Bei Umzugswagen wie der Panzerattrappe „Ilmtaler Asylabwehr“ oder einem „Balkan-Express“ mit der Aufschrift „Die Plage kommt“ wird die Karnevalsidee missbraucht. Sie sind nicht lustig – sondern schüren den Hass auf Flüchtlinge, meint StZ-Redakteur Matthias Schiermeyer.

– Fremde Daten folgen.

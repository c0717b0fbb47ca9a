//! shapekit core library
//!
//! Shape model, hit-testing and the pointer interaction state machine for a
//! 2D shape editor, plus the host-side glue and storage used around them.

pub mod annotation;
pub mod canvas;
pub mod config;
pub mod geometry;
pub mod input;
pub mod interaction;
pub mod selection;
pub mod shapes;
pub mod storage;
pub mod tools;

pub use annotation::{Annotation, AnnotationKind, annotate};
pub use canvas::Canvas;
pub use config::EngineConfig;
pub use input::PointerEvent;
pub use interaction::{InteractionContext, InteractionController, InteractionState, Outcome, ShapeEvent};
pub use selection::{Handle, HandleKind};
pub use shapes::{Shape, ShapeId, ShapeStyle};
pub use storage::{DrawingRecord, FileStorage, MemoryStorage, Storage, StorageError, StorageResult};
pub use tools::ToolKind;
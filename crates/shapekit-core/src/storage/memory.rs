//! In-memory storage implementation.

use super::{BoxFuture, DrawingRecord, Storage, StorageError, StorageResult, sort_records};
use crate::shapes::Shape;
use std::collections::HashMap;
use std::sync::RwLock;

/// In-memory storage for testing and ephemeral use.
#[derive(Default)]
pub struct MemoryStorage {
    records: RwLock<HashMap<String, DrawingRecord>>,
}

impl MemoryStorage {
    /// Create a new empty memory storage.
    pub fn new() -> Self {
        Self::default()
    }
}

fn lock_error(e: impl std::fmt::Display) -> StorageError {
    StorageError::Other(format!("Lock error: {}", e))
}

impl Storage for MemoryStorage {
    fn save(&self, name: &str, shapes: &[Shape]) -> BoxFuture<'_, StorageResult<DrawingRecord>> {
        let name = name.to_string();
        let shapes = shapes.to_vec();
        Box::pin(async move {
            let mut records = self.records.write().map_err(lock_error)?;
            if let Some(record) = records.values_mut().find(|r| r.name == name) {
                record.overwrite(shapes);
                log::debug!("Overwrote drawing {} ({})", record.name, record.id);
                return Ok(record.clone());
            }
            let record = DrawingRecord::new(name, shapes);
            records.insert(record.id.clone(), record.clone());
            log::debug!("Created drawing {} ({})", record.name, record.id);
            Ok(record)
        })
    }

    fn get(&self, id: &str) -> BoxFuture<'_, StorageResult<DrawingRecord>> {
        let id = id.to_string();
        Box::pin(async move {
            let records = self.records.read().map_err(lock_error)?;
            records.get(&id).cloned().ok_or(StorageError::NotFound(id))
        })
    }

    fn list_all(&self) -> BoxFuture<'_, StorageResult<Vec<DrawingRecord>>> {
        Box::pin(async move {
            let records = self.records.read().map_err(lock_error)?;
            let mut all: Vec<DrawingRecord> = records.values().cloned().collect();
            sort_records(&mut all);
            Ok(all)
        })
    }

    fn delete_by_id(&self, id: &str) -> BoxFuture<'_, StorageResult<bool>> {
        let id = id.to_string();
        Box::pin(async move {
            let mut records = self.records.write().map_err(lock_error)?;
            Ok(records.remove(&id).is_some())
        })
    }
}

#[cfg(test)]
mod tests {
    use super::*;
    use crate::shapes::Circle;
    use kurbo::Point;
    use pollster::block_on;

    fn circle(id: &str) -> Shape {
        Shape::Circle(Circle::new(id, Point::new(0.0, 0.0), 20.0, 20.0))
    }

    #[test]
    fn test_save_and_get() {
        let storage = MemoryStorage::new();

        let saved = block_on(storage.save("first", &[circle("a")])).unwrap();
        let loaded = block_on(storage.get(&saved.id)).unwrap();

        assert_eq!(loaded, saved);
        assert_eq!(loaded.shapes, vec![circle("a")]);
    }

    #[test]
    fn test_save_overwrites_by_name() {
        let storage = MemoryStorage::new();

        let first = block_on(storage.save("sketch", &[circle("a")])).unwrap();
        let second = block_on(storage.save("sketch", &[circle("a"), circle("b")])).unwrap();
        block_on(storage.save("other", &[])).unwrap();

        assert_eq!(first.id, second.id);
        assert_eq!(second.shapes.len(), 2);
        assert_eq!(block_on(storage.list_all()).unwrap().len(), 2);
    }

    #[test]
    fn test_not_found() {
        let storage = MemoryStorage::new();
        let result = block_on(storage.get("nonexistent"));
        assert!(matches!(result, Err(StorageError::NotFound(_))));
    }

    #[test]
    fn test_delete_reports_existence() {
        let storage = MemoryStorage::new();
        let saved = block_on(storage.save("sketch", &[])).unwrap();

        assert!(block_on(storage.delete_by_id(&saved.id)).unwrap());
        assert!(!block_on(storage.delete_by_id(&saved.id)).unwrap());
        assert!(block_on(storage.list_all()).unwrap().is_empty());
    }
}
//! Gesture scripts: recorded host input replayed through a canvas.

use crate::error::{AppError, AppResult};
use kurbo::Point;
use serde::{Deserialize, Serialize};
use shapekit_core::canvas::Canvas;
use shapekit_core::input::PointerEvent;
use shapekit_core::shapes::{Shape, ShapeStyle};
use shapekit_core::tools::ToolKind;
use std::fs;
use std::path::Path;

/// One host action.
#[derive(Debug, Clone, PartialEq, Serialize, Deserialize)]
#[serde(tag = "action", rename_all = "snake_case")]
pub enum ScriptStep {
    SetTool { tool: ToolKind },
    SetColors {
        color: String,
        #[serde(default = "no_fill")]
        fill_color: String,
    },
    ToggleAnnotations,
    Down { x: f64, y: f64 },
    Move { x: f64, y: f64 },
    Up { x: f64, y: f64 },
    Leave,
    Delete { id: String },
}

fn no_fill() -> String {
    "none".to_string()
}

/// A starting collection plus the steps to run against it.
#[derive(Debug, Clone, Default, PartialEq, Serialize, Deserialize)]
pub struct Script {
    #[serde(default)]
    pub shapes: Vec<Shape>,
    pub steps: Vec<ScriptStep>,
}

impl Script {
    pub fn load(path: &Path) -> AppResult<Self> {
        let json = fs::read_to_string(path).map_err(|e| AppError::io(path, e))?;
        serde_json::from_str(&json).map_err(|e| AppError::json(path, e))
    }

    /// Run every step against `canvas`, returning how many mutations were applied.
    pub fn replay(&self, canvas: &mut Canvas) -> usize {
        if !self.shapes.is_empty() {
            canvas.load_shapes(self.shapes.clone());
        }

        let mut mutations = 0;
        for step in &self.steps {
            let event = match step {
                ScriptStep::SetTool { tool } => {
                    canvas.set_tool(*tool);
                    continue;
                }
                ScriptStep::SetColors { color, fill_color } => {
                    canvas.set_style(ShapeStyle::from_host(color, fill_color));
                    continue;
                }
                ScriptStep::ToggleAnnotations => {
                    canvas.set_show_annotations(!canvas.show_annotations());
                    continue;
                }
                ScriptStep::Delete { id } => {
                    match canvas.delete_shape(id) {
                        Some(_) => mutations += 1,
                        None => log::warn!("Script deletes unknown shape {}", id),
                    }
                    continue;
                }
                ScriptStep::Down { x, y } => PointerEvent::Down(Point::new(*x, *y)),
                ScriptStep::Move { x, y } => PointerEvent::Move(Point::new(*x, *y)),
                ScriptStep::Up { x, y } => PointerEvent::Up(Point::new(*x, *y)),
                ScriptStep::Leave => PointerEvent::Leave,
            };
            if canvas.handle_pointer(event).event().is_some() {
                mutations += 1;
            }
        }
        mutations
    }
}
//! Reference host: owns the shape collection and applies controller events.

use crate::config::EngineConfig;
use crate::input::PointerEvent;
use crate::interaction::{InteractionContext, InteractionController, InteractionState, Outcome, ShapeEvent};
use crate::shapes::{Shape, ShapeId, ShapeStyle};
use crate::tools::ToolKind;

/// Runtime canvas state.
#[derive(Debug)]
pub struct Canvas {
    /// Shapes in collection order (also hit-test and draw order).
    shapes: Vec<Shape>,
    selected: Option<ShapeId>,
    tool: ToolKind,
    /// Style applied to new shapes.
    style: ShapeStyle,
    show_annotations: bool,
    controller: InteractionController,
}

impl Default for Canvas {
    fn default() -> Self {
        Self::new(EngineConfig::default())
    }
}

impl Canvas {
    /// Create an empty canvas.
    pub fn new(config: EngineConfig) -> Self {
        Self::with_controller(InteractionController::new(config))
    }

    /// Create an empty canvas driven by a preconfigured controller.
    pub fn with_controller(controller: InteractionController) -> Self {
        Self {
            shapes: Vec::new(),
            selected: None,
            tool: ToolKind::default(),
            style: ShapeStyle::default(),
            show_annotations: false,
            controller,
        }
    }

    /// Replace the shape collection, e.g. after loading a saved drawing.
    pub fn load_shapes(&mut self, shapes: Vec<Shape>) {
        self.controller.reset();
        self.selected = None;
        self.shapes = shapes;
    }

    pub fn shapes(&self) -> &[Shape] {
        &self.shapes
    }

    pub fn selected_id(&self) -> Option<&str> {
        self.selected.as_deref()
    }

    pub fn selected_shape(&self) -> Option<&Shape> {
        let id = self.selected.as_deref()?;
        self.shapes.iter().find(|s| s.id() == id)
    }

    pub fn tool(&self) -> ToolKind {
        self.tool
    }

    /// Set the current tool, abandoning any gesture in progress.
    pub fn set_tool(&mut self, tool: ToolKind) {
        if self.tool != tool {
            log::debug!("Tool {} -> {}", self.tool, tool);
        }
        self.tool = tool;
        self.controller.reset();
    }

    pub fn style(&self) -> &ShapeStyle {
        &self.style
    }

    pub fn set_style(&mut self, style: ShapeStyle) {
        self.style = style;
    }

    pub fn show_annotations(&self) -> bool {
        self.show_annotations
    }

    pub fn set_show_annotations(&mut self, show: bool) {
        self.show_annotations = show;
    }

    pub fn interaction_state(&self) -> &InteractionState {
        self.controller.state()
    }

    /// Feed a pointer event through the controller and apply what it emits.
    pub fn handle_pointer(&mut self, event: PointerEvent) -> Outcome {
        let ctx = InteractionContext::new(self.tool, &self.shapes, self.selected.as_deref(), &self.style);
        let outcome = self.controller.handle(event, &ctx);
        if let Outcome::Emitted(shape_event) = &outcome {
            self.apply(shape_event.clone());
        }
        outcome
    }

    /// Apply a controller event to the collection.
    pub fn apply(&mut self, event: ShapeEvent) {
        match event {
            ShapeEvent::Added(shape) => self.shapes.push(shape),
            ShapeEvent::Selected(shape) => self.selected = shape.map(|s| s.id().to_string()),
            ShapeEvent::Updated(shape) => match self.shapes.iter_mut().find(|s| s.id() == shape.id()) {
                Some(slot) => *slot = shape,
                None => log::warn!("Ignoring update for unknown shape {}", shape.id()),
            },
        }
    }

    /// Remove a shape, clearing the selection if it pointed at it.
    pub fn delete_shape(&mut self, id: &str) -> Option<Shape> {
        let index = self.shapes.iter().position(|s| s.id() == id)?;
        if self.selected.as_deref() == Some(id) {
            self.selected = None;
        }
        Some(self.shapes.remove(index))
    }

    /// The in-progress shape of a creation gesture, if any.
    pub fn preview_shape(&self) -> Option<Shape> {
        let ctx = InteractionContext::new(self.tool, &self.shapes, self.selected.as_deref(), &self.style);
        self.controller.preview_shape(&ctx)
    }
}

#[cfg(test)]
mod tests {
    use super::*;
    use kurbo::{Point, Rect};

    fn canvas() -> Canvas {
        let mut n = 0;
        Canvas::with_controller(InteractionController::default().with_id_generator(move || {
            n += 1;
            format!("s{n}")
        }))
    }

    fn draw(canvas: &mut Canvas, tool: ToolKind, from: Point, to: Point) {
        canvas.set_tool(tool);
        canvas.handle_pointer(PointerEvent::Down(from));
        canvas.handle_pointer(PointerEvent::Move(to));
        canvas.handle_pointer(PointerEvent::Up(to));
    }

    #[test]
    fn test_draw_select_move() {
        let mut canvas = canvas();
        draw(&mut canvas, ToolKind::Rectangle, Point::new(10.0, 10.0), Point::new(60.0, 40.0));
        assert_eq!(canvas.shapes().len(), 1);
        assert!(canvas.selected_id().is_none());

        canvas.set_tool(ToolKind::Select);
        canvas.handle_pointer(PointerEvent::Down(Point::new(20.0, 20.0)));
        assert_eq!(canvas.selected_id(), Some("s1"));

        canvas.handle_pointer(PointerEvent::Move(Point::new(30.0, 25.0)));
        canvas.handle_pointer(PointerEvent::Up(Point::new(30.0, 25.0)));
        assert_eq!(canvas.shapes()[0].bounds(), Rect::new(20.0, 15.0, 70.0, 45.0));
    }

    #[test]
    fn test_resize_selected_through_handle() {
        let mut canvas = canvas();
        draw(&mut canvas, ToolKind::Circle, Point::new(0.0, 0.0), Point::new(100.0, 100.0));

        canvas.set_tool(ToolKind::Select);
        canvas.handle_pointer(PointerEvent::Down(Point::new(50.0, 50.0)));
        canvas.handle_pointer(PointerEvent::Up(Point::new(50.0, 50.0)));

        canvas.handle_pointer(PointerEvent::Down(Point::new(100.0, 100.0)));
        canvas.handle_pointer(PointerEvent::Move(Point::new(60.0, 80.0)));
        canvas.handle_pointer(PointerEvent::Leave);

        assert_eq!(canvas.selected_shape().map(Shape::bounds), Some(Rect::new(0.0, 0.0, 60.0, 80.0)));
    }

    #[test]
    fn test_set_tool_resets_gesture() {
        let mut canvas = canvas();
        canvas.set_tool(ToolKind::Line);
        canvas.handle_pointer(PointerEvent::Down(Point::new(0.0, 0.0)));
        assert!(canvas.preview_shape().is_some());

        canvas.set_tool(ToolKind::Select);
        assert!(canvas.interaction_state().is_idle());
        assert!(canvas.preview_shape().is_none());
        canvas.handle_pointer(PointerEvent::Up(Point::new(80.0, 80.0)));
        assert!(canvas.shapes().is_empty());
    }

    #[test]
    fn test_delete_clears_selection() {
        let mut canvas = canvas();
        draw(&mut canvas, ToolKind::Rectangle, Point::new(0.0, 0.0), Point::new(40.0, 40.0));
        draw(&mut canvas, ToolKind::Rectangle, Point::new(100.0, 0.0), Point::new(140.0, 40.0));

        canvas.set_tool(ToolKind::Select);
        canvas.handle_pointer(PointerEvent::Down(Point::new(10.0, 10.0)));
        canvas.handle_pointer(PointerEvent::Up(Point::new(10.0, 10.0)));

        assert!(canvas.delete_shape("s2").is_some());
        assert_eq!(canvas.selected_id(), Some("s1"));

        assert!(canvas.delete_shape("s1").is_some());
        assert!(canvas.selected_id().is_none());
        assert!(canvas.delete_shape("s1").is_none());
    }

    #[test]
    fn test_new_shapes_take_current_style() {
        let mut canvas = canvas();
        let style = ShapeStyle::from_host("#ff0000", "#00ff00");
        canvas.set_style(style.clone());
        draw(&mut canvas, ToolKind::Line, Point::new(0.0, 0.0), Point::new(50.0, 0.0));

        assert_eq!(canvas.shapes()[0].style(), &style);
    }

    #[test]
    fn test_unknown_update_is_ignored() {
        let mut canvas = canvas();
        let stray = Shape::Rectangle(crate::shapes::Rectangle::new("ghost", Point::ZERO, 10.0, 10.0));
        canvas.apply(ShapeEvent::Updated(stray));
        assert!(canvas.shapes().is_empty());
    }
}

Politik: Matthias Schiermeyer (ms)

Stuttgart - Der Karneval lebt von seinen Freiheiten – von Satire und Überzeichnung, von der Verkehrung der Verhältnisse. Die fünfte Jahreszeit verlöre ihren Gehalt, könnten sich die Karnevalisten nicht mehr mit bissigem Humor über die Mächtigen hermachen. Die Grenzen des guten Geschmacks sind dehnfähig – auch in Zeiten verstärkter Zuwanderung. Ein Zigeunerin-Kostüm ist keine Anspielung auf Überfremdung, und ein Kalauer über Flüchtlinge ist nicht per se rassistisch. So sind Niveau und Sensibilität des Büttenredners gefragt – was vor Tagen beim Sielminger Griebenwurstvesper in Filderstadt etwa gefehlt hat –, und Gelassenheit beim Publikum. Man muss nicht sofort die Keule politischer Korrektheit schwingen.

 

Bilder der Vergangenheit

Was meist funktioniert, ist im oberbayerischen Reichertshausen und im thüringischen Wasungen gehörig misslungen. Faschingswagen wie die Panzerattrappe „Ilmtaler Asylabwehr“ und der „Balkan-Express“ mit der Aufschrift „Die Plage kommt“ spielen mit abstoßenden Bildern der deutschen Vergangenheit und schüren Hass auf Flüchtlinge. Die Urheber haben den Vorwurf der Fremdenfeindlichkeit zurückgewiesen. Ob der Tatbestand der Volksverhetzung dennoch erfüllt ist, wird die Justiz entscheiden. Dass aber niemand die jungen Wagenbauer auf ihre Verirrungen hingewiesen hat, stimmt nachdenklich.